[Data excerpts]

*** Begin section ***

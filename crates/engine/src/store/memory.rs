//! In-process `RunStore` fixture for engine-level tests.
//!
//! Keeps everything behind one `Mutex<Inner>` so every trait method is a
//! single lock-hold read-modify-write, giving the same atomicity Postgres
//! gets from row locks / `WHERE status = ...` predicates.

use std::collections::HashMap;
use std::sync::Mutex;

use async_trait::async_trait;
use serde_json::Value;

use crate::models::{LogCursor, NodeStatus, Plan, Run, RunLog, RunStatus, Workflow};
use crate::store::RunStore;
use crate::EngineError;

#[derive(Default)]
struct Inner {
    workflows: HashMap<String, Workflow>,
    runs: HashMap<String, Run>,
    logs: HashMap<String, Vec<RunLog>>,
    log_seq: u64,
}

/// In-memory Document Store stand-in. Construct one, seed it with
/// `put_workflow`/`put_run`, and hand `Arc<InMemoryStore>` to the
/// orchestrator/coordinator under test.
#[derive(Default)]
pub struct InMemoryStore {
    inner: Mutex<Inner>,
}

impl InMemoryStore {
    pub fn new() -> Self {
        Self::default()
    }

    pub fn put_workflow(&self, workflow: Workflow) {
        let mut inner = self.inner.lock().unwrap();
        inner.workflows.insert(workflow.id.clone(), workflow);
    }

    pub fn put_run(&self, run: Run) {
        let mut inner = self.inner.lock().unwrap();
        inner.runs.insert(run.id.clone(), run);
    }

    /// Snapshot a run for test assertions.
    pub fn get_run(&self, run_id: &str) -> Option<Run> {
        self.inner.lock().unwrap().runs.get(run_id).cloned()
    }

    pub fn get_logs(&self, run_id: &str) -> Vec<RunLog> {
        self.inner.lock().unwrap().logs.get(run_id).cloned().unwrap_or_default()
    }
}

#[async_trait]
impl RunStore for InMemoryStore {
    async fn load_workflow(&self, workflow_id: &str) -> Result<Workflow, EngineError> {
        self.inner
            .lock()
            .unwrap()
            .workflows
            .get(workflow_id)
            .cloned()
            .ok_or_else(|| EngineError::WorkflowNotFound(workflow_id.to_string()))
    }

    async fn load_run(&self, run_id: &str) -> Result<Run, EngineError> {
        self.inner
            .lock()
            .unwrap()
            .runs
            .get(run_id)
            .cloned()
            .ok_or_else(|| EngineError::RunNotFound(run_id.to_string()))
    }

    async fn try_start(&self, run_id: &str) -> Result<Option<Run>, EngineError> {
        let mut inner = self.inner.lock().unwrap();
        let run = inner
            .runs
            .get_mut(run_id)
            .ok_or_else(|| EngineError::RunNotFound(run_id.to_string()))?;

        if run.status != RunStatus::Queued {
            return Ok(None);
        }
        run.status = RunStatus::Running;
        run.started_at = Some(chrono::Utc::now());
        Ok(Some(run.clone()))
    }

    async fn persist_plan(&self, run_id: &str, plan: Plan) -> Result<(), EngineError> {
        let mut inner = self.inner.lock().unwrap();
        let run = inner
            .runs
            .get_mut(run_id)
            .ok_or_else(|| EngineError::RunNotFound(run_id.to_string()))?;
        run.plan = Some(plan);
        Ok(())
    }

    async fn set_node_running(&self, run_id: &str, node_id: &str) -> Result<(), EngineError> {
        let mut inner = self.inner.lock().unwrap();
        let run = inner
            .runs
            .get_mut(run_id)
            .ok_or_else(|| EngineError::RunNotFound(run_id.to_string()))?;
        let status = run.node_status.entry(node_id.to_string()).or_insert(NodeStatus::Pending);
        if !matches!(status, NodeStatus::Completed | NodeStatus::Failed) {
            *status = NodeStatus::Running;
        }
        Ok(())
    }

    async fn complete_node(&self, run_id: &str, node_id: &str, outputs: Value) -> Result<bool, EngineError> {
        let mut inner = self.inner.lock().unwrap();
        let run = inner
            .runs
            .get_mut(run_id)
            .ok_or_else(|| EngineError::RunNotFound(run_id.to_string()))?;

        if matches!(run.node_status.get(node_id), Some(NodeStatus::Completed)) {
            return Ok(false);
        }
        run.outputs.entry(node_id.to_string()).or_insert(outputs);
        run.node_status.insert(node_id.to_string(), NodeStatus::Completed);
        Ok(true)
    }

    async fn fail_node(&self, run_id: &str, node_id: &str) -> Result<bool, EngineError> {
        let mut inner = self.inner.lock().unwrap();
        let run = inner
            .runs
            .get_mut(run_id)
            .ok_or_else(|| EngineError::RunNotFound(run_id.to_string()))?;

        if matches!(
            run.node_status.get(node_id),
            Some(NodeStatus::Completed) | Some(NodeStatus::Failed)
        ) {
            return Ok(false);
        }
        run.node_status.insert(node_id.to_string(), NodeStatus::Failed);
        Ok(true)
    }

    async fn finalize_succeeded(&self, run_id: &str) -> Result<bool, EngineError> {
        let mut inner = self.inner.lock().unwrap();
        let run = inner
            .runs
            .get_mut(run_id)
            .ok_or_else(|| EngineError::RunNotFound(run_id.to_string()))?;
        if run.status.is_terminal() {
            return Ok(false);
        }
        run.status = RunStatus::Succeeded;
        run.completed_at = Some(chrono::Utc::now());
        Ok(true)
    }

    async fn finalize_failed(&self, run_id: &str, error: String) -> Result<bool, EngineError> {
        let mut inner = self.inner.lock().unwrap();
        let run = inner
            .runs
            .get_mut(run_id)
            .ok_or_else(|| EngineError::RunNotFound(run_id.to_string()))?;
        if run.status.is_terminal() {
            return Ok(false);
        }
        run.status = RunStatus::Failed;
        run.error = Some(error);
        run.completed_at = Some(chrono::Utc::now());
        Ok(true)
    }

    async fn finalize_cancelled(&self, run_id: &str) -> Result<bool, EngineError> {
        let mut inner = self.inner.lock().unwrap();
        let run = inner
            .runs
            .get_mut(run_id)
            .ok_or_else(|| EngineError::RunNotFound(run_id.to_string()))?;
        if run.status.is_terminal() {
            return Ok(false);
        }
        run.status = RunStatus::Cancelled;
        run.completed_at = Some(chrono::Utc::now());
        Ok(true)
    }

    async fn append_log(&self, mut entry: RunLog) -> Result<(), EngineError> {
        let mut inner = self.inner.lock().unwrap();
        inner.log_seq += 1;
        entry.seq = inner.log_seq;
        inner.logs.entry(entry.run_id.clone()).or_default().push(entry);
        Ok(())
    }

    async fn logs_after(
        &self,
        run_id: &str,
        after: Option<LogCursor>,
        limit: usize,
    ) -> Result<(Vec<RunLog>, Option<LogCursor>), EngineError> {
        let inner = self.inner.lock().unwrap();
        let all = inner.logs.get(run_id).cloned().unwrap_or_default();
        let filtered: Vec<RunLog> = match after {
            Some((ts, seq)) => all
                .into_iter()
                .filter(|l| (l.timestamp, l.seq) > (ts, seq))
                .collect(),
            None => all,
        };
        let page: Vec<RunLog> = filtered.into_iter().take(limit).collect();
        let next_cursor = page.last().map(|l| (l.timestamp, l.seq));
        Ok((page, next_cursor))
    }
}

*** End section ***

Aim of the exercise: This exercise calls for every record above to be written out again exactly.

Response to this task:
filename crates/engine/src/store/memory.rs
//! In-process `RunStore` fixture for engine-level tests.
//!
//! Keeps everything behind one `Mutex<Inner>` so every trait method is a
//! single lock-hold read-modify-write, giving the same atomicity Postgres
//! gets from row locks / `WHERE status = ...` predicates.

use std::collections::HashMap;
use std::sync::Mutex;

use async_trait::async_trait;
use serde_json::Value;

use crate::models::{LogCursor, NodeStatus, Plan, Run, RunLog, RunStatus, Workflow};
use crate::store::RunStore;
use crate::EngineError;

#[derive(Default)]
struct Inner {
    workflows: HashMap<String, Workflow>,
    runs: HashMap<String, Run>,
    logs: HashMap<String, Vec<RunLog>>,
    log_seq: u64,
}

/// In-memory Document Store stand-in. Construct one, seed it with
/// `put_workflow`/`put_run`, and hand `Arc<InMemoryStore>` to the
/// orchestrator/coordinator under test.
#[derive(Default)]
pub struct InMemoryStore {
    inner: Mutex<Inner>,
}

impl InMemoryStore {
    pub fn new() -> Self {
        Self::default()
    }

    pub fn put_workflow(&self, workflow: Workflow) {
        let mut inner = self.inner.lock().unwrap();
        inner.workflows.insert(workflow.id.clone(), workflow);
    }

    pub fn put_run(&self, run: Run) {
        let mut inner = self.inner.lock().unwrap();
        inner.runs.insert(run.id.clone(), run);
    }

    /// Snapshot a run for test assertions.
    pub fn get_run(&self, run_id: &str) -> Option<Run> {
        self.inner.lock().unwrap().runs.get(run_id).cloned()
    }

    pub fn get_logs(&self, run_id: &str) -> Vec<RunLog> {
        self.inner.lock().unwrap().logs.get(run_id).cloned().unwrap_or_default()
    }
}

#[async_trait]
impl RunStore for InMemoryStore {
    async fn load_workflow(&self, workflow_id: &str) -> Result<Workflow, EngineError> {
        self.inner
            .lock()
            .unwrap()
            .workflows
            .get(workflow_id)
            .cloned()
            .ok_or_else(|| EngineError::WorkflowNotFound(workflow_id.to_string()))
    }

    async fn load_run(&self, run_id: &str) -> Result<Run, EngineError> {
        self.inner
            .lock()
            .unwrap()
            .runs
            .get(run_id)
            .cloned()
            .ok_or_else(|| EngineError::RunNotFound(run_id.to_string()))
    }

    async fn try_start(&self, run_id: &str) -> Result<Option<Run>, EngineError> {
        let mut inner = self.inner.lock().unwrap();
        let run = inner
            .runs
            .get_mut(run_id)
            .ok_or_else(|| EngineError::RunNotFound(run_id.to_string()))?;

        if run.status != RunStatus::Queued {
            return Ok(None);
        }
        run.status = RunStatus::Running;
        run.started_at = Some(chrono::Utc::now());
        Ok(Some(run.clone()))
    }

    async fn persist_plan(&self, run_id: &str, plan: Plan) -> Result<(), EngineError> {
        let mut inner = self.inner.lock().unwrap();
        let run = inner
            .runs
            .get_mut(run_id)
            .ok_or_else(|| EngineError::RunNotFound(run_id.to_string()))?;
        run.plan = Some(plan);
        Ok(())
    }

    async fn set_node_running(&self, run_id: &str, node_id: &str) -> Result<(), EngineError> {
        let mut inner = self.inner.lock().unwrap();
        let run = inner
            .runs
            .get_mut(run_id)
            .ok_or_else(|| EngineError::RunNotFound(run_id.to_string()))?;
        let status = run.node_status.entry(node_id.to_string()).or_insert(NodeStatus::Pending);
        if !matches!(status, NodeStatus::Completed | NodeStatus::Failed) {
            *status = NodeStatus::Running;
        }
        Ok(())
    }

    async fn complete_node(&self, run_id: &str, node_id: &str, outputs: Value) -> Result<bool, EngineError> {
        let mut inner = self.inner.lock().unwrap();
        let run = inner
            .runs
            .get_mut(run_id)
            .ok_or_else(|| EngineError::RunNotFound(run_id.to_string()))?;

        if matches!(run.node_status.get(node_id), Some(NodeStatus::Completed)) {
            return Ok(false);
        }
        run.outputs.entry(node_id.to_string()).or_insert(outputs);
        run.node_status.insert(node_id.to_string(), NodeStatus::Completed);
        Ok(true)
    }

    async fn fail_node(&self, run_id: &str, node_id: &str) -> Result<bool, EngineError> {
        let mut inner = self.inner.lock().unwrap();
        let run = inner
            .runs
            .get_mut(run_id)
            .ok_or_else(|| EngineError::RunNotFound(run_id.to_string()))?;

        if matches!(
            run.node_status.get(node_id),
            Some(NodeStatus::Completed) | Some(NodeStatus::Failed)
        ) {
            return Ok(false);
        }
        run.node_status.insert(node_id.to_string(), NodeStatus::Failed);
        Ok(true)
    }

    async fn finalize_succeeded(&self, run_id: &str) -> Result<bool, EngineError> {
        let mut inner = self.inner.lock().unwrap();
        let run = inner
            .runs
            .get_mut(run_id)
            .ok_or_else(|| EngineError::RunNotFound(run_id.to_string()))?;
        if run.status.is_terminal() {
            return Ok(false);
        }
        run.status = RunStatus::Succeeded;
        run.completed_at = Some(chrono::Utc::now());
        Ok(true)
    }

    async fn finalize_failed(&self, run_id: &str, error: String) -> Result<bool, EngineError> {
        let mut inner = self.inner.lock().unwrap();
        let run = inner
            .runs
            .get_mut(run_id)
            .ok_or_else(|| EngineError::RunNotFound(run_id.to_string()))?;
        if run.status.is_terminal() {
            return Ok(false);
        }
        run.status = RunStatus::Failed;
        run.error = Some(error);
        run.completed_at = Some(chrono::Utc::now());
        Ok(true)
    }

    async fn finalize_cancelled(&self, run_id: &str) -> Result<bool, EngineError> {
        let mut inner = self.inner.lock().unwrap();
        let run = inner
            .runs
            .get_mut(run_id)
            .ok_or_else(|| EngineError::RunNotFound(run_id.to_string()))?;
        if run.status.is_terminal() {
            return Ok(false);
        }
        run.status = RunStatus::Cancelled;
        run.completed_at = Some(chrono::Utc::now());
        Ok(true)
    }

    async fn append_log(&self, mut entry: RunLog) -> Result<(), EngineError> {
        let mut inner = self.inner.lock().unwrap();
        inner.log_seq += 1;
        entry.seq = inner.log_seq;
        inner.logs.entry(entry.run_id.clone()).or_default().push(entry);
        Ok(())
    }

    async fn logs_after(
        &self,
        run_id: &str,
        after: Option<LogCursor>,
        limit: usize,
    ) -> Result<(Vec<RunLog>, Option<LogCursor>), EngineError> {
        let inner = self.inner.lock().unwrap();
        let all = inner.logs.get(run_id).cloned().unwrap_or_default();
        let filtered: Vec<RunLog> = match after {
            Some((ts, seq)) => all
                .into_iter()
                .filter(|l| (l.timestamp, l.seq) > (ts, seq))
                .collect(),
            None => all,
        };
        let page: Vec<RunLog> = filtered.into_iter().take(limit).collect();
        let next_cursor = page.last().map(|l| (l.timestamp, l.seq));
        Ok((page, next_cursor))
    }
}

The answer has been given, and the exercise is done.